Insert the 555 timer integrated circuit into the breadboard. Connect pin 8 (the voltage supply pin, Vcc) and pin 4 (the reset pin) of the timer together with a green breadboard jumper wire. Connect pin 8 to the power supply bus with a red breadboard jumper wire. Connect pin 1 (the ground pin) of the timer to the ground bus with a black jumper wire.
Connect the variable resistor between pin 8 (Vcc) and pin 7 (the discharge pin) of the timer. Connect the variable capacitor between between pin 7 (discharge) of the timer and pin 1 of the timer.
Connect the positive terminal of the waveform generator to pin 2 (the clock input pin) of the timer. Connect the negative terminal of the waveform generator to the breadboard's ground bus.
Connect the oscilloscope probe to pin 3 (the timer's output pin, the modulated pulse wave form). Connect the ground lead of the oscilloscope probe to the breadboard's ground bus.
Connect the positive lead of the second power supply to pin 5 (the control pin, also called the modulation input) of the timer. Connect the negative lead of the second power supply to the breadboard's ground bus.

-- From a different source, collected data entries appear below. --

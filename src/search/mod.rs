//! Documentation search
//!
//! ## Architecture
//!
//! ```text
//! ┌────────────────────────────────────────────────────────────────┐
//! │                 SearchCoordinator::search(query)               │
//! └────────────────────────────────────────────────────────────────┘
//!              │ engine ready                     │ otherwise
//!              ▼                                  ▼
//! ┌──────────────────────────────┐  ┌──────────────────────────────┐
//! │   Local engine (hybrid.rs)   │  │  Remote legs, raced          │
//! │   semantic + lexical, fused  │  │  lexical RPC | embeddings    │
//! └──────────────────────────────┘  └──────────────────────────────┘
//!              │                                  │
//!              └───────────────┬──────────────────┘
//!                              ▼
//!              ┌───────────────────────────────┐
//!              │ SearchStore::dispatch         │
//!              │   normalize + reduce          │
//!              └───────────────────────────────┘
//!                              │
//!                              ▼
//!                       SearchState (watch)
//! ```

pub mod coordinator;
pub mod embeddings;
pub mod hybrid;
pub mod result;
pub mod state;
pub mod store;

pub use coordinator::SearchCoordinator;
pub use embeddings::{Embedder, HashEmbedder, build_embedder, cosine_similarity};
pub use hybrid::{HybridQuery, RankedPage, RankingParams, fts_match_expression, hybrid_search};
pub use result::{Heading, PageType, SearchResult, normalize};
pub use state::{ActionKind, ReducerVariant, SearchAction, SearchState, StateKind, reduce};
pub use store::SearchStore;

Adjust the variable resistor and variable capacitor so that they are in the middle of their ranges.
Turn on the power supplies and the pulse wave form generator. Set the first power supply, the power supply that supplies power to the timer, to 5 volts. Set the second power supply, the power supply that controls the width of the output pulse width, to 3 volts. Set the pulse width generator to produce a square wave with a frequency of 2 kilohertz with a high voltage of 5 volts and a low voltage of 0 Volts.
Observe the pulse waveform on the oscilloscope. Vary the voltage level applied to the modulation input and observe that the pulse width increases as the modulation voltage level increases and decreases as the modulation decreases.